Sept Français sur dix sont persuadés que la politique agricole de l’Union européenne joue un rôle négatif pour les agriculteurs français. Les ruraux sont encore plus sévères sur l’Europe. À quoi cela peut être dû selon vous ? 

 « On ne parle pas des agriculteurs au niveau national parce que c’est géré par l’Union européenne. La Politique Agricole Commune (PAC) pose énormément de contraintes et une surveillance intense en échange des subventions qu’elle accorde. C’est un faux cadeau. Et en France, on en rajoute encore plus. En Espagne par exemple, ils disposent des mêmes contraintes au niveau européen mais elles sont allégées au niveau national. Ils peuvent produire plus parce qu’ils ont le droit d’utiliser des produits plus performants et plus rentables qui sont interdits chez nous. D’un autre côté, on a toujours su exploiter en quantité et de bonne qualité mais on n’a jamais su vendre. On s’en est toujours remis soit à des négociants soit à des acheteurs qui mettent des marges faramineuses. Ces derniers font le marché dans toutes les productions. La PAC est un coup de pouce pour produire uniquement ce dont on a besoin. En France, sans subventions, l’agriculture serait morte. »

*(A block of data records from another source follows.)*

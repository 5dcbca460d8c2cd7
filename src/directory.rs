//! Persisted user directory.
//!
//! Maps a chat id to the identity resolved from the reference partition
//! (department, phone, email). Loaded wholesale at startup and written
//! back synchronously on every successful contact resolution, so a
//! restart never forgets a known user. Access gates every free-text
//! message: unknown chat ids are asked to share their contact first.
//!
//! The on-disk format is the original bot's users.json: an object keyed
//! by chat id with `department`/`number`/`email`/`chatId` fields.

use std::collections::HashMap;
use std::path::{Path, PathBuf};
use std::sync::Mutex;

use serde::{Deserialize, Serialize};

use crate::error::Result;
use crate::lock::{self, DEFAULT_LOCK_TIMEOUT_MS};

/// One resolved identity.
#[derive(Debug, Clone, PartialEq, Eq, Serialize, Deserialize)]
pub struct Identity {
    pub department: String,
    #[serde(rename = "number")]
    pub phone: String,
    #[serde(default)]
    pub email: Option<String>,
    #[serde(rename = "chatId")]
    pub chat_id: i64,
}

pub struct UserDirectory {
    path: PathBuf,
    inner: Mutex<HashMap<i64, Identity>>,
}

impl UserDirectory {
    /// Load the directory from disk. A missing file is an empty
    /// directory; a present but unreadable file is an error (an empty
    /// directory would silently lock every known user out).
    pub fn load(path: impl Into<PathBuf>) -> Result<Self> {
        let path = path.into();
        let map = if path.exists() {
            let raw = std::fs::read_to_string(&path)?;
            let by_key: HashMap<String, Identity> = serde_json::from_str(&raw)?;
            by_key
                .into_values()
                .map(|identity| (identity.chat_id, identity))
                .collect()
        } else {
            HashMap::new()
        };
        Ok(Self {
            path,
            inner: Mutex::new(map),
        })
    }

    pub fn path(&self) -> &Path {
        &self.path
    }

    pub fn get(&self, chat_id: i64) -> Option<Identity> {
        self.inner
            .lock()
            .expect("user directory lock poisoned")
            .get(&chat_id)
            .cloned()
    }

    pub fn len(&self) -> usize {
        self.inner
            .lock()
            .expect("user directory lock poisoned")
            .len()
    }

    pub fn is_empty(&self) -> bool {
        self.len() == 0
    }

    /// Record a resolved identity and persist the whole directory
    /// atomically before returning.
    pub fn insert(&self, identity: Identity) -> Result<()> {
        let serialized = {
            let mut map = self.inner.lock().expect("user directory lock poisoned");
            map.insert(identity.chat_id, identity);
            let by_key: HashMap<String, &Identity> = map
                .iter()
                .map(|(chat_id, identity)| (chat_id.to_string(), identity))
                .collect();
            serde_json::to_vec_pretty(&by_key)?
        };
        lock::write_atomic_locked(&self.path, &serialized, DEFAULT_LOCK_TIMEOUT_MS)
    }
}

Pensez-vous que les événements récents ont déstabilisé le secteur agricole au niveau européen ? 

« Je pense que ça concorde bien avec les déclarations du Président qui annonce vouloir désormais produire plus. Cette déclaration va à l’encontre de la politique Farm to Fork de l’Union européenne qui prévoyait une diminution de la production de 13 %. Devenir plus indépendant, ça risque de déstabiliser le marché intérieur. Il existe une forme de solidarité pour que chaque pays puisse produire suffisamment afin que son agriculture soit prospère. La déclaration du Président risque d’envenimer nos relations agricoles avec l’Union. Les dès sont de nouveau jetés ».